Research Methodologies for Genotype by Environment Interactions in Forest Trees and Their Applications

Lin Yuanzhen   

  1. Guangdong Key Laboratory for Innovative Development and Utilization of Forest Plant Germplasm College of Forestry and Landscape Architecture, South China Agricultural University Guangzhou 510642
  • Received:2018-11-05 Revised:2018-11-28 Online:2019-05-25 Published:2019-05-20

摘要: 我国是全球第一大木材进口国和第二大木材消费国,木材对外依存度已连续多年超过50%。
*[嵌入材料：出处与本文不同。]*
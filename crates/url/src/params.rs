//! Case-insensitive, insertion-ordered multi-map for query parameters
//!
//! A plain hash map cannot satisfy both guarantees the URL model needs:
//! case-insensitive name lookup *and* stable insertion-order iteration.
//! This keeps entries in a vector and scans on lookup, which is fine for
//! the handful of parameters real URLs carry.

/// Immutable view over the parameters of a URL.
#[derive(Clone, Debug, Default)]
pub struct Parameters {
    entries: Vec<(String, Vec<String>)>,
}

impl Parameters {
    #[must_use]
    pub fn new() -> Self {
        Self::default()
    }

    /// First value associated with `name`, if any
    #[must_use]
    pub fn get(&self, name: &str) -> Option<&str> {
        self.get_all(name)?.first().map(String::as_str)
    }

    /// All values associated with `name`, in insertion order
    #[must_use]
    pub fn get_all(&self, name: &str) -> Option<&[String]> {
        self.entries
            .iter()
            .find(|(entry_name, _)| entry_name.eq_ignore_ascii_case(name))
            .map(|(_, values)| values.as_slice())
    }

    pub fn names(&self) -> impl Iterator<Item = &str> {
        self.entries.iter().map(|(name, _)| name.as_str())
    }

    pub fn entries(&self) -> impl Iterator<Item = (&str, &[String])> {
        self.entries
            .iter()
            .map(|(name, values)| (name.as_str(), values.as_slice()))
    }

    #[must_use]
    pub fn contains(&self, name: &str) -> bool {
        self.get_all(name).is_some()
    }

    #[must_use]
    pub fn contains_value(&self, name: &str, value: &str) -> bool {
        self.get_all(name)
            .is_some_and(|values| values.iter().any(|v| v == value))
    }

    #[must_use]
    pub fn is_empty(&self) -> bool {
        self.entries.is_empty()
    }

    #[must_use]
    pub fn len(&self) -> usize {
        self.entries.len()
    }
}

impl PartialEq for Parameters {
    fn eq(&self, other: &Self) -> bool {
        if self.entries.len() != other.entries.len() {
            return false;
        }

        self.entries.iter().zip(&other.entries).all(
            |((name_a, values_a), (name_b, values_b))| {
                name_a.eq_ignore_ascii_case(name_b) && values_a == values_b
            },
        )
    }
}

impl Eq for Parameters {}

/// Mutable builder for [Parameters].
#[derive(Clone, Debug, Default)]
pub struct ParametersBuilder {
    entries: Vec<(String, Vec<String>)>,
}

impl ParametersBuilder {
    #[must_use]
    pub fn new() -> Self {
        Self::default()
    }

    /// Add a value for `name`, creating the entry if necessary
    pub fn append(&mut self, name: &str, value: impl Into<String>) {
        match self.entry_mut(name) {
            Some(values) => values.push(value.into()),
            None => self.entries.push((name.to_owned(), vec![value.into()])),
        }
    }

    /// Add a name without any value (e.g. a bare `?flag` query entry)
    pub fn append_name(&mut self, name: &str) {
        if self.entry_mut(name).is_none() {
            self.entries.push((name.to_owned(), Vec::new()));
        }
    }

    /// Replace all values for `name`
    pub fn set(&mut self, name: &str, value: impl Into<String>) {
        match self.entry_mut(name) {
            Some(values) => {
                values.clear();
                values.push(value.into());
            },
            None => self.entries.push((name.to_owned(), vec![value.into()])),
        }
    }

    pub fn remove(&mut self, name: &str) {
        self.entries
            .retain(|(entry_name, _)| !entry_name.eq_ignore_ascii_case(name));
    }

    pub fn clear(&mut self) {
        self.entries.clear();
    }

    /// Append every entry of `other` to this builder
    pub fn append_all(&mut self, other: &Parameters) {
        for (name, values) in other.entries() {
            if values.is_empty() {
                self.append_name(name);
            }
            for value in values {
                self.append(name, value.clone());
            }
        }
    }

    #[must_use]
    pub fn get_all(&self, name: &str) -> Option<&[String]> {
        self.entries
            .iter()
            .find(|(entry_name, _)| entry_name.eq_ignore_ascii_case(name))
            .map(|(_, values)| values.as_slice())
    }

    #[must_use]
    pub fn contains(&self, name: &str) -> bool {
        self.get_all(name).is_some()
    }

    #[must_use]
    pub fn is_empty(&self) -> bool {
        self.entries.is_empty()
    }

    pub fn entries(&self) -> impl Iterator<Item = (&str, &[String])> {
        self.entries
            .iter()
            .map(|(name, values)| (name.as_str(), values.as_slice()))
    }

    #[must_use]
    pub fn build(&self) -> Parameters {
        Parameters {
            entries: self.entries.clone(),
        }
    }

    fn entry_mut(&mut self, name: &str) -> Option<&mut Vec<String>> {
        self.entries
            .iter_mut()
            .find(|(entry_name, _)| entry_name.eq_ignore_ascii_case(name))
            .map(|(_, values)| values)
    }
}

#[cfg(test)]
mod tests {
    use super::*;

    #[test]
    fn lookup_is_case_insensitive() {
        let mut builder = ParametersBuilder::new();
        builder.append("Key", "value");

        let params = builder.build();
        assert_eq!(params.get("key"), Some("value"));
        assert_eq!(params.get("KEY"), Some("value"));
        assert!(params.contains("kEy"));
    }

    #[test]
    fn iteration_preserves_insertion_order() {
        let mut builder = ParametersBuilder::new();
        builder.append("b", "1");
        builder.append("a", "2");
        builder.append("b", "3");

        let params = builder.build();
        let names: Vec<_> = params.names().collect();
        assert_eq!(names, ["b", "a"]);
        assert_eq!(params.get_all("b").unwrap(), ["1", "3"]);
    }

    #[test]
    fn equality_ignores_name_case() {
        let mut a = ParametersBuilder::new();
        a.append("Key", "v");

        let mut b = ParametersBuilder::new();
        b.append("key", "v");

        assert_eq!(a.build(), b.build());
    }

    #[test]
    fn set_replaces_all_values() {
        let mut builder = ParametersBuilder::new();
        builder.append("a", "1");
        builder.append("a", "2");
        builder.set("A", "3");

        assert_eq!(builder.get_all("a").unwrap(), ["3"]);
    }
}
然而,我国每公顷森林年均生长量约为林业发达国家水平的一半,这说明我国林木育种水平与林业发达国家相比仍有较大差距。因此,加强林木的规模化试验与精准遗传评估,通过林木良种的精确选育与推广对提高我国人工林的生产力水平具有重要意义。基因型与环境互作是林木规模化试验与精准遗传评估的重要环节之一。基因型与环境互作(G×E)是指基因型的相对表现在不同环境下缺乏稳定性,表现为不同环境下基因型排序变化或基因型间差别不恒定。现有研究证实,林木G×E很普遍且通常很大,要找到具有广泛适应性的优良基因型往往较困难。由于G×E会减小遗传力和遗传增益,因此了解G×E效应及其驱动环境因子,对育种设计、良种选育和种苗配置至关重要。本文归纳了目前研究G×E的主流分析方法(包括因子分析法、BLUP-GGE联合分析法)和遗传力的估算方法,也比较了这些G×E分析方法(包括稳定性分析、B型遗传相关、AMMI分析、GGE双标法、因子分析法和BLUP-GGE联合分析法)的优缺点,其次综述了全球重要经济树种(湿地松、火炬松、欧洲云杉、巨桉、辐射松、花旗松,等)近年来在生长性状(胸径、树高、材积,等)、形质性状(通直度、分枝角度、分枝大小,等)和材性性状(木材密度、弹性模量,等)的G×E研究进展,进而讨论了林木G×E的环境驱动因子及其应对策略,最后针对林木G×E研究新方法开发、加强多性状的G×E分析以及将基因组选择融入G×E分析方面对未来研究方向提出建议:1)新的林木遗传分析模型与G×E分析的联合应用;2)林木多环境、多性状的G×E的模式和幅度;3)特定环境的林木基因组育种值的精准估计。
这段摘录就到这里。